Slowly, Alice walked down the gravel path, dragging her feet behind her, a gloomy look on her face and slowly fingering all the dead flowers that stood horrifyingly still.

Alice brought her feet together; looked up, closed her eyes inhaled the bitter, salty air. As she opened her eyes, everything seemed to have colour; the flowers, the sky, and all the trees. She looked down at her stubby feet but saw black, leather, studded boots and black jeans. A pink t-shirt with a Dalmatian on, blue denim jacket and her long, smooth, auburn hair in a neat, side plait. Ahead of her were people: children playing tag, skipping, singing, cartwheeling and parents sitting on new, fixed benches, coffees in their hands, laying out picnics and taking dogs for walks.

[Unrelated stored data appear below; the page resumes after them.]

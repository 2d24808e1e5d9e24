use crate::config::SlugConfig;
use once_cell::sync::Lazy;
use regex::Regex;

// `.net ` keeps its trailing space; existing slugs were generated that way.
static DOMAIN_REGEX: Lazy<Regex> =
    Lazy::new(|| Regex::new(r"(?i)\.com|\.org|\.net ").expect("Invalid domain regex pattern"));
static NON_ALNUM_REGEX: Lazy<Regex> =
    Lazy::new(|| Regex::new(r"[^A-Za-z0-9]+").expect("Invalid slug regex pattern"));

pub fn make_slug(text: &str) -> String {
    make_slug_with(text, &SlugConfig::default())
}

/// Lower-case, underscore-separated identifier safe for URLs.
///
/// Inputs equal to a reserved route segment get the reserved suffix so they can't
/// shadow it. The result is empty when the input has no ASCII letters or digits.
/// Length is not capped here; `config.max_length` only applies in `validate_slug_with`.
pub fn make_slug_with(text: &str, config: &SlugConfig) -> String {
    let mut slug = text.to_string();
    if config.reserved.iter().any(|r| r == text) {
        slug.push_str(&config.reserved_suffix);
    }

    let slug = DOMAIN_REGEX.replace_all(&slug, "");
    let slug: String = slug
        .chars()
        .filter(|c| !matches!(c, '\'' | '"' | '.'))
        .collect();
    let slug = NON_ALNUM_REGEX.replace_all(&slug, "_");
    let slug = slug.to_lowercase().trim_matches('_').to_string();

    tracing::trace!(input = text, %slug, "generated slug");
    slug
}

pub fn validate_slug(slug: &str) -> bool {
    validate_slug_with(slug, &SlugConfig::default())
}

pub fn validate_slug_with(slug: &str, config: &SlugConfig) -> bool {
    if slug.is_empty() || slug.len() > config.max_length {
        return false;
    }
    if slug.starts_with('_') || slug.ends_with('_') {
        return false;
    }
    slug.chars()
        .all(|c| c.is_ascii_lowercase() || c.is_ascii_digit() || c == '_')
}
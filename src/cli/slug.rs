use anyhow::Result;

use crate::services::slug::make_slug_with;
use crate::Config;

pub fn run(config: &Config, text: Option<String>) -> Result<()> {
    let text = super::read_input(text)?;
    println!("{}", make_slug_with(&text, &config.slug));
    Ok(())
}
/// Loosely-typed tree whose strings and keys may hold bytes in any encoding.
///
/// This is the input side of [`force_utf8_map`](crate::services::encoding::force_utf8_map);
/// the repaired output is a `serde_json::Value`.
#[derive(Debug, Clone, PartialEq)]
pub enum RawValue {
    Null,
    Bool(bool),
    Int(i64),
    Float(f64),
    Bytes(Vec<u8>),
    List(Vec<RawValue>),
    /// Entries in insertion order. Duplicate keys are allowed here.
    Map(Vec<(Vec<u8>, RawValue)>),
}

impl RawValue {
    pub fn map<K, I>(entries: I) -> Self
    where
        K: Into<Vec<u8>>,
        I: IntoIterator<Item = (K, RawValue)>,
    {
        RawValue::Map(entries.into_iter().map(|(k, v)| (k.into(), v)).collect())
    }
}

impl From<&str> for RawValue {
    fn from(s: &str) -> Self {
        RawValue::Bytes(s.as_bytes().to_vec())
    }
}

impl From<String> for RawValue {
    fn from(s: String) -> Self {
        RawValue::Bytes(s.into_bytes())
    }
}

impl From<&[u8]> for RawValue {
    fn from(bytes: &[u8]) -> Self {
        RawValue::Bytes(bytes.to_vec())
    }
}

impl From<Vec<u8>> for RawValue {
    fn from(bytes: Vec<u8>) -> Self {
        RawValue::Bytes(bytes)
    }
}

impl From<i64> for RawValue {
    fn from(n: i64) -> Self {
        RawValue::Int(n)
    }
}

impl From<f64> for RawValue {
    fn from(n: f64) -> Self {
        RawValue::Float(n)
    }
}

impl From<bool> for RawValue {
    fn from(b: bool) -> Self {
        RawValue::Bool(b)
    }
}

impl<T: Into<RawValue>> From<Option<T>> for RawValue {
    fn from(value: Option<T>) -> Self {
        value.map(Into::into).unwrap_or(RawValue::Null)
    }
}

Alice walked onward, fresh green bushes bordered the new tarmac pavement. Walking on, in thought of finding the local newsagents, she approached a big, golden cathedral, intricate designs everywhere.

Inside, there was a big choir full of beautiful women with giant smiles painted on their faces. One pointed at Alice, though not in a mean was and as if she knew her, and suddenly they all turned and waved at her, signalling for her to come over. She found herself skipping joyfully down the aisle, to go and greet them.